• Requirement: Every line of the entries below that mentions "Debug" is to be copied out.

(Stored items)
═══

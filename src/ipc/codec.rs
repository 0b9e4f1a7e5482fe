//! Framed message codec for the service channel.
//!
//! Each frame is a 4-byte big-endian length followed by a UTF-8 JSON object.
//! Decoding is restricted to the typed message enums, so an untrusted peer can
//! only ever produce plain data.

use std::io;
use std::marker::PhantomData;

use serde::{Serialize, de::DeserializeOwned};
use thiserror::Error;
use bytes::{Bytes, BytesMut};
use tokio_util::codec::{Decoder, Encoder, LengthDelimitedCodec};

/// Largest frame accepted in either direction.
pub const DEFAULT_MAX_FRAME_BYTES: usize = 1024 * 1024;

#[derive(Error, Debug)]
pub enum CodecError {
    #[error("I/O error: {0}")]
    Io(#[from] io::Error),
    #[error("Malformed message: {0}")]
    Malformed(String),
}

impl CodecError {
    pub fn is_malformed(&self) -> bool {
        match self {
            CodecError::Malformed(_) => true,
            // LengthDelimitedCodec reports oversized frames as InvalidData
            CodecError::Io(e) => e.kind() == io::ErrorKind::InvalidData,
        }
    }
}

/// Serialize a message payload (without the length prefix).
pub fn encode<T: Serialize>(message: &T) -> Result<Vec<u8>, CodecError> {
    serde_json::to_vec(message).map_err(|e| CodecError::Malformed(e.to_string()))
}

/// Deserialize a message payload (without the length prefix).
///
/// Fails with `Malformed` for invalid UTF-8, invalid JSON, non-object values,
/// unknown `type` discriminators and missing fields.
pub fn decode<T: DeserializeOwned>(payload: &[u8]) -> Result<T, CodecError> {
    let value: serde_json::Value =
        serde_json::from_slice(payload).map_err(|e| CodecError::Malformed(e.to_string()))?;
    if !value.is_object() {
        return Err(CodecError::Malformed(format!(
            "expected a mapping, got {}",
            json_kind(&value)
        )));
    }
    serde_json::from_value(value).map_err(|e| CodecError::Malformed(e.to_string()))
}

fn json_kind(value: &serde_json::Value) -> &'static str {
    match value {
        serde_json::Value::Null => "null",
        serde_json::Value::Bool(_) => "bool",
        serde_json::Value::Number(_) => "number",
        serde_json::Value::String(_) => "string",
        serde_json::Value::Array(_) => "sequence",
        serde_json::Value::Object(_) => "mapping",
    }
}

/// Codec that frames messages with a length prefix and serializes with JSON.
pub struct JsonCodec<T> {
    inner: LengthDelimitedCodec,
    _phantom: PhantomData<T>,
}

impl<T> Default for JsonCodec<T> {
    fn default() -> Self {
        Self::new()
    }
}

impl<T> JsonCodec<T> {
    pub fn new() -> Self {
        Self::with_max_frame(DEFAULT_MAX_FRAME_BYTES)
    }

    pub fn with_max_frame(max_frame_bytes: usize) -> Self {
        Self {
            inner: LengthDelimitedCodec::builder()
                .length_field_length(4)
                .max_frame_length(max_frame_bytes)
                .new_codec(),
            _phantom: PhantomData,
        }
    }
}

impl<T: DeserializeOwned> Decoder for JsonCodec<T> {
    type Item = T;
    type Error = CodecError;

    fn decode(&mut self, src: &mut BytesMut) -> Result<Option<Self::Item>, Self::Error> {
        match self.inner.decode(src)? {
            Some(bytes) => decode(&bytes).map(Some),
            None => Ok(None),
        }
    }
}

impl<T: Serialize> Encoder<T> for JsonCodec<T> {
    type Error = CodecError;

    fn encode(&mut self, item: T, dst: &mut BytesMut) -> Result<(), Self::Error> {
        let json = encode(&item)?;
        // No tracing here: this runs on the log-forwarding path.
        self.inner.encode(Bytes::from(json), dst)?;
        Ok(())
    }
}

═══

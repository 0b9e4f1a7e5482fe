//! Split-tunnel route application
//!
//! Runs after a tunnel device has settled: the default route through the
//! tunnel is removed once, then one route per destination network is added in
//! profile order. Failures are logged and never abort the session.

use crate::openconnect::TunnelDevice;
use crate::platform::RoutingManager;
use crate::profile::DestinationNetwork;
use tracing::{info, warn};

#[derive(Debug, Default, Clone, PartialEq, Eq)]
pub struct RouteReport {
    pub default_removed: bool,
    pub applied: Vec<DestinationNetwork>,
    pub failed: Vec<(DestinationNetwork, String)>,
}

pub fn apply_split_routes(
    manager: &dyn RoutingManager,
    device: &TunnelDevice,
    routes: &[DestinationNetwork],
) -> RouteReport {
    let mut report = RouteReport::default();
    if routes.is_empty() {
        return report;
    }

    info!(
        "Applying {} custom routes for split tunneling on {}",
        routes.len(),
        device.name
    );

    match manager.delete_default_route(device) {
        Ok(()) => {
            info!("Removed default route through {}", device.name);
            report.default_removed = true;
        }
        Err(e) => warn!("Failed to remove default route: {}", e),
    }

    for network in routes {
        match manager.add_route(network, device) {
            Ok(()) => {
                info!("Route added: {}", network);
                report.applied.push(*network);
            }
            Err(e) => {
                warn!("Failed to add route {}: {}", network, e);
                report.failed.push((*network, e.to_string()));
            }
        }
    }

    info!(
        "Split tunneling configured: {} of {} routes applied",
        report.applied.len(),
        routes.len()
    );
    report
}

═══

• Written response:
#[derive(Error, Debug)]
#[derive(Debug, Default, Clone, PartialEq, Eq)]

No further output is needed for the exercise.